Le ministre de l’Agriculture et de l’Alimentation s’est rendu dans l’Aube à l’invitation du député Grégory Besson-Moreau, rapporteur de la loi Egalim 2. Après avoir visité une exploitation agricole à Lassicourt, puis un magasin de producteurs à Troyes, Julien Denormandie a participé à une table ronde sur le thème de « la fourche à la fourchette » . À ses côtés, un représentant de l’industrie agroalimentaire en la personne d’Emmanuel Besnier, président du groupe Lactalis, un représentant de la grande distribution, incarnée par Dominique Schelcher, P-DG de Système U, ainsi que la présidente de la FNSEA, Christiane Lambert.

Impacter les consommateurs

Parmi les multiples problématiques abordées, on retiendra celle de la répartition de la valeur entre les différents maillons de la chaîne. Une valeur en partie « détruite par la déflation imposée par la grande distribution », selon Christiane Lambert. Or, relève Julien Denormandie, « tous les maillons de la chaîne sont interdépendants, et si l’un d’entre eux flanche, toute la filière flanche ». Le P-DG de Système U relativise toutefois le rôle des grandes enseignes, en rappelant que « la grande distribution est à la source de 40 % des revenus des agriculteurs, les 60 % restants provenant de la restauration et de l’export ». La coopérative de commerçants tient cependant à sauvegarder les intérêts des agriculteurs « en multipliant les contrats tripartites avec les coopératives de production et les transformateurs ». Contrats d’une durée allant parfois jusqu’à cinq années afin de donner « plus de visibilité » aux exploitants. Pour Dominique Schelcher, la balle est aussi dans le camp du consommateur qui, en acceptant de payer une baguette au rabais, n’est pas en accord avec le citoyen qui sommeille en lui. Grégory Besson-Moreau ne doute pas quant à lui que « les coûts de la matière première doivent être intégrés dans les prix payés par les industriels, la grande distribution et, en fin de compte, les consommateurs ».

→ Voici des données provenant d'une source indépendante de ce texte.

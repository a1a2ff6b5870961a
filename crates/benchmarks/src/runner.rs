// Copyright 2025 Ollamometer Contributors
// SPDX-License-Identifier: Apache-2.0

//! Benchmark sweep orchestration.
//!
//! A sweep runs every `(model, prompt, run)` unit of a [`SweepPlan`] in
//! order, one at a time, reporting through the shared [`ProgressTracker`]:
//!
//! - models are unloaded before and after their units so each model starts
//!   cold and its first unit includes the load time;
//! - a failed unit is logged and skipped, the sweep continues;
//! - cancellation is checked before every unit and discards the whole
//!   sweep's results;
//! - a panic inside the sweep is reported as `Benchmark failed: ...`.
//!
//! # Example
//!
//! ```ignore
//! use std::sync::Arc;
//! use ollamometer_benchmarks::{BenchmarkRunner, RunnerSettings, SweepPlan};
//!
//! let runner = Arc::new(BenchmarkRunner::new(backend, tracker.clone(), RunnerSettings::default()));
//! let plan = SweepPlan::new(vec!["llama3.2:1b".into()], prompts, 3)?;
//! let handle = runner.clone().spawn(plan)?;
//! let results = handle.await??;
//! ```

use std::any::Any;
use std::panic::AssertUnwindSafe;
use std::sync::{Arc, Mutex, PoisonError};
use std::time::Duration;

use futures::FutureExt;
use ollamometer_core::backend::InferenceBackend;
use ollamometer_core::config::{BenchmarkConfig, PromptSpec};
use ollamometer_core::{
    BenchmarkUnit, CoreError, MeasurementRecord, OperationKind, ProgressTracker, ProgressUpdate,
    ResultSet,
};
use thiserror::Error;
use tokio::task::JoinHandle;
use tokio_util::sync::CancellationToken;
use tracing::{debug, info, warn};

/// Longest prompt excerpt carried in progress metadata.
const PROMPT_PREVIEW_CHARS: usize = 200;

/// Errors returned by the benchmark runner.
#[derive(Debug, Error)]
pub enum RunnerError {
    /// The plan cannot be executed
    #[error("Invalid benchmark plan: {0}")]
    InvalidPlan(String),

    /// Another operation holds the tracker
    #[error(transparent)]
    Core(#[from] CoreError),

    /// The sweep itself failed
    #[error("Benchmark failed: {0}")]
    Failed(String),
}

/// Result type for runner operations.
pub type Result<T> = std::result::Result<T, RunnerError>;

/// Validated input of one sweep.
#[derive(Debug, Clone, PartialEq, Eq)]
pub struct SweepPlan {
    models: Vec<String>,
    prompts: Vec<PromptSpec>,
    runs_per_test: u32,
    total_units: u64,
}

impl SweepPlan {
    /// Validate a plan.
    ///
    /// Models and prompts must be non-empty, `runs_per_test` at least 1 and
    /// the unit count must fit in a `u64`.
    pub fn new(models: Vec<String>, prompts: Vec<PromptSpec>, runs_per_test: u32) -> Result<Self> {
        if models.is_empty() {
            return Err(RunnerError::InvalidPlan("no models selected".to_string()));
        }
        if models.iter().any(|m| m.trim().is_empty()) {
            return Err(RunnerError::InvalidPlan("empty model name".to_string()));
        }
        if prompts.is_empty() {
            return Err(RunnerError::InvalidPlan("no prompts selected".to_string()));
        }
        if runs_per_test == 0 {
            return Err(RunnerError::InvalidPlan("runs must be at least 1".to_string()));
        }

        let total_units = (models.len() as u64)
            .checked_mul(prompts.len() as u64)
            .and_then(|n| n.checked_mul(u64::from(runs_per_test)))
            .ok_or_else(|| RunnerError::InvalidPlan("too many benchmark units".to_string()))?;

        Ok(Self {
            models,
            prompts,
            runs_per_test,
            total_units,
        })
    }

    /// Build a plan from prompt ids looked up in `config`.
    ///
    /// Unknown ids are rejected. `runs` defaults to the configured default.
    pub fn from_ids(
        config: &BenchmarkConfig,
        models: Vec<String>,
        prompt_ids: &[String],
        runs: Option<u32>,
    ) -> Result<Self> {
        let prompts = prompt_ids
            .iter()
            .map(|id| {
                config
                    .prompt(id)
                    .cloned()
                    .ok_or_else(|| RunnerError::InvalidPlan(format!("unknown prompt: {}", id)))
            })
            .collect::<Result<Vec<_>>>()?;
        Self::new(models, prompts, runs.unwrap_or(config.default_runs))
    }

    /// Models in sweep order.
    pub fn models(&self) -> &[String] {
        &self.models
    }

    /// Prompts in sweep order.
    pub fn prompts(&self) -> &[PromptSpec] {
        &self.prompts
    }

    /// Runs per `(model, prompt)` pair.
    pub fn runs_per_test(&self) -> u32 {
        self.runs_per_test
    }

    /// `models × prompts × runs`.
    pub fn total_units(&self) -> u64 {
        self.total_units
    }
}

/// Tunables of the runner.
#[derive(Debug, Clone, Copy, PartialEq, Eq)]
pub struct RunnerSettings {
    /// Pause after unloading a model
    pub unload_settle: Duration,
    /// Abandon an in-flight generate call on cancellation
    pub abort_in_flight: bool,
}

impl Default for RunnerSettings {
    fn default() -> Self {
        Self {
            unload_settle: Duration::from_secs(1),
            abort_in_flight: false,
        }
    }
}

impl From<&BenchmarkConfig> for RunnerSettings {
    fn from(config: &BenchmarkConfig) -> Self {
        Self {
            unload_settle: config.unload_settle(),
            abort_in_flight: config.abort_in_flight,
        }
    }
}

/// Outcome of one unit.
enum UnitOutcome {
    Measured(MeasurementRecord),
    Failed,
    Aborted,
}

/// Executes benchmark sweeps against an [`InferenceBackend`].
pub struct BenchmarkRunner {
    backend: Arc<dyn InferenceBackend>,
    tracker: ProgressTracker,
    settings: RunnerSettings,
    latest: Mutex<Option<ResultSet>>,
}

impl std::fmt::Debug for BenchmarkRunner {
    fn fmt(&self, f: &mut std::fmt::Formatter<'_>) -> std::fmt::Result {
        f.debug_struct("BenchmarkRunner")
            .field("settings", &self.settings)
            .finish_non_exhaustive()
    }
}

impl BenchmarkRunner {
    /// Create a runner reporting through `tracker`.
    pub fn new(
        backend: Arc<dyn InferenceBackend>,
        tracker: ProgressTracker,
        settings: RunnerSettings,
    ) -> Self {
        Self {
            backend,
            tracker,
            settings,
            latest: Mutex::new(None),
        }
    }

    /// Results of the last sweep that ran to completion.
    ///
    /// `None` before the first sweep, while a sweep runs and after a
    /// cancelled one.
    pub fn latest_results(&self) -> Option<ResultSet> {
        self.latest
            .lock()
            .unwrap_or_else(PoisonError::into_inner)
            .clone()
    }

    fn set_latest(&self, results: Option<ResultSet>) {
        *self.latest.lock().unwrap_or_else(PoisonError::into_inner) = results;
    }

    /// Start a sweep and run it to the end.
    ///
    /// Replaces whatever operation the tracker held.
    pub async fn run(&self, plan: SweepPlan) -> Result<ResultSet> {
        self.set_latest(None);
        self.tracker
            .start(OperationKind::Benchmark, "Initializing", plan.total_units());
        let token = self.tracker.cancellation_token();
        self.execute(plan, token).await
    }

    /// Claim the tracker and run the sweep on a background task.
    ///
    /// Fails with [`CoreError::OperationInProgress`] while another operation
    /// is running.
    pub fn spawn(self: Arc<Self>, plan: SweepPlan) -> Result<JoinHandle<Result<ResultSet>>> {
        self.tracker
            .try_start(OperationKind::Benchmark, "Initializing", plan.total_units())?;
        self.set_latest(None);
        let token = self.tracker.cancellation_token();
        Ok(tokio::spawn(async move { self.execute(plan, token).await }))
    }

    /// Run the sweep for an operation already started on the tracker.
    async fn execute(&self, plan: SweepPlan, token: CancellationToken) -> Result<ResultSet> {
        info!(
            models = plan.models().len(),
            prompts = plan.prompts().len(),
            runs = plan.runs_per_test(),
            total = plan.total_units(),
            "Benchmark sweep started"
        );

        match AssertUnwindSafe(self.sweep(&plan, &token)).catch_unwind().await {
            Ok(Some(results)) => {
                self.set_latest(Some(results.clone()));
                Ok(results)
            }
            Ok(None) => {
                info!("Benchmark sweep cancelled, results discarded");
                Ok(ResultSet::new())
            }
            Err(payload) => {
                let reason = panic_message(payload.as_ref());
                self.tracker.error(format!("Benchmark failed: {}", reason));
                Err(RunnerError::Failed(reason))
            }
        }
    }

    /// Returns `None` when the sweep was cancelled.
    async fn sweep(&self, plan: &SweepPlan, token: &CancellationToken) -> Option<ResultSet> {
        let total = plan.total_units();
        let runs = plan.runs_per_test();
        let mut results = ResultSet::new();
        let mut completed: u64 = 0;

        for model in plan.models() {
            if token.is_cancelled() {
                return None;
            }

            self.unload(model).await;
            tokio::time::sleep(self.settings.unload_settle).await;

            self.tracker.update(
                ProgressUpdate::new(format!("Preparing {} - model will load on first test", model))
                    .current_item(model.as_str())
                    .completed(completed)
                    .total(total)
                    .metadata("model", model.as_str())
                    .metadata("status", "preparing"),
            );

            for (prompt_idx, prompt) in plan.prompts().iter().enumerate() {
                for run in 1..=runs {
                    if token.is_cancelled() {
                        return None;
                    }

                    if prompt_idx == 0 && run == 1 {
                        self.tracker.update(
                            ProgressUpdate::new(format!("Loading {} into memory...", model))
                                .current_item(format!("{} (Loading)", model))
                                .completed(completed)
                                .total(total)
                                .metadata("model", model.as_str())
                                .metadata("status", "loading"),
                        );
                    }

                    let label = format!("{} - {} (Run {}/{})", model, prompt.name, run, runs);
                    self.tracker.update(
                        ProgressUpdate::new(format!("Testing: {}", label))
                            .current_item(label.as_str())
                            .completed(completed)
                            .total(total)
                            .metadata("prompt_name", prompt.name.as_str())
                            .metadata("prompt_text", prompt_preview(&prompt.text))
                            .metadata("model", model.as_str())
                            .metadata("run", run)
                            .metadata("total_runs", runs),
                    );

                    let unit = BenchmarkUnit {
                        model: model.clone(),
                        prompt_id: prompt.id.clone(),
                        run_number: run,
                    };
                    match self.run_unit(&unit, &prompt.text, token).await {
                        UnitOutcome::Measured(record) => results.push(record),
                        UnitOutcome::Failed => {}
                        UnitOutcome::Aborted => return None,
                    }

                    completed += 1;
                    self.tracker.update(
                        ProgressUpdate::new(format!("Completed: {}", label))
                            .completed(completed)
                            .total(total),
                    );
                }
            }

            self.unload(model).await;
        }

        if token.is_cancelled() {
            return None;
        }

        self.tracker
            .complete(format!("Benchmark complete! Ran {} tests.", completed));
        info!(
            tests = completed,
            measured = results.len(),
            "Benchmark sweep complete"
        );
        Some(results)
    }

    async fn run_unit(
        &self,
        unit: &BenchmarkUnit,
        prompt_text: &str,
        token: &CancellationToken,
    ) -> UnitOutcome {
        let generated = if self.settings.abort_in_flight {
            tokio::select! {
                response = self.backend.generate(&unit.model, prompt_text) => response,
                _ = token.cancelled() => {
                    debug!(unit = %unit, "In-flight generate abandoned");
                    return UnitOutcome::Aborted;
                }
            }
        } else {
            self.backend.generate(&unit.model, prompt_text).await
        };

        let response = match generated {
            Ok(response) => response,
            Err(e) => {
                warn!(unit = %unit, error = %e, "Benchmark unit failed, skipping");
                metrics::counter!("ollamometer_units_failed_total", "model" => unit.model.clone())
                    .increment(1);
                return UnitOutcome::Failed;
            }
        };

        let memory = match self.backend.list_loaded_models().await {
            Ok(loaded) => loaded.into_iter().find(|m| m.matches(&unit.model)),
            Err(e) => {
                warn!(unit = %unit, error = %e, "Memory lookup failed, recording zero");
                None
            }
        };

        let record = MeasurementRecord::capture(unit, prompt_text, &response, memory.as_ref());
        let derived = record.derived();
        debug!(
            unit = %unit,
            tokens_per_second = derived.tokens_per_second,
            compute_mode = %derived.compute_mode,
            "Benchmark unit measured"
        );
        metrics::counter!("ollamometer_units_completed_total", "model" => unit.model.clone())
            .increment(1);
        metrics::histogram!("ollamometer_tokens_per_second", "model" => unit.model.clone())
            .record(derived.tokens_per_second);

        UnitOutcome::Measured(record)
    }

    async fn unload(&self, model: &str) {
        if let Err(e) = self.backend.unload(model).await {
            warn!(model = %model, error = %e, "Unload failed, continuing");
        }
    }
}

fn prompt_preview(text: &str) -> String {
    match text.char_indices().nth(PROMPT_PREVIEW_CHARS) {
        Some((cut, _)) => format!("{}...", &text[..cut]),
        None => text.to_string(),
    }
}

fn panic_message(payload: &(dyn Any + Send)) -> String {
    if let Some(s) = payload.downcast_ref::<&str>() {
        (*s).to_string()
    } else if let Some(s) = payload.downcast_ref::<String>() {
        s.clone()
    } else {
        "worker panicked".to_string()
    }
}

Agrandir les élevages laitiers ?

Le prix de la matière première représente « plus de 70 % du prix de revient de l’industrie laitière », rappelle le président du groupe Lactalis. Celui-ci estime que « ces coûts doivent rester raisonnables » pour éviter d’exclure certains consommateurs et certains marchés et, partant, de perdre des volumes importants. « Dans une économie de marché basée sur l’offre et la demande », et de surcroît mondialisée, « il est impératif pour la filière de rester compétitive ». Un objectif qui passe, d’après Emmanuel Besnier, par « l’agrandissement de la taille des élevages laitiers », seul à même de permettre aux exploitations de rester rentables et de supporter de lourds investissements. Le ministre de l’Agriculture considère pour sa part que « en ce qui concerne la compétitivité coûts, on sera toujours moins-disant que nos concurrents » et qu’il faut jouer aussi sur la « compétitivité hors coûts », en particulier la qualité. Une haute qualité étant à ses yeux incompatible avec des coûts bas. Julien Denormandie reste en tout cas persuadé que « le compte de résultat des agriculteurs est la mère des batailles ».

Tolérance zéro sur l’application de la loi

Au cours de sa visite dans l’Aube, le ministre de l’Agriculture a affirmé que « le gouvernement serait intraitable avec ceux qui ne respectent pas la loi Egalim 2 », qui est une loi « de régulation », là où Egalim 1 reposait sur la confiance entre partenaires. Dans son viseur, les enseignes de la grande distribution et les industriels « qui ne jouent pas la carte du collectif » en essayant notamment de contourner la loi via des centrales d’achat à l’international. Julien Denormandie révèle que « plus de deux cents enquêtes ont été lancées depuis le 1er janvier » contre ces « fossoyeurs de l’agriculture française » (dixit la présidente de la FNSEA) qui se livrent à une guerre des prix néfaste pour le revenu des agriculteurs. Le ministre précise que « l’on va multiplier par quatre le nombre d’enquêtes par rapport à l’année dernière, qui était déjà une année record », et que des sanctions seront prises. Face au risque de « délocalisation » de l’agriculture française, il estime qu’il en va de la « souveraineté alimentaire de notre pays ».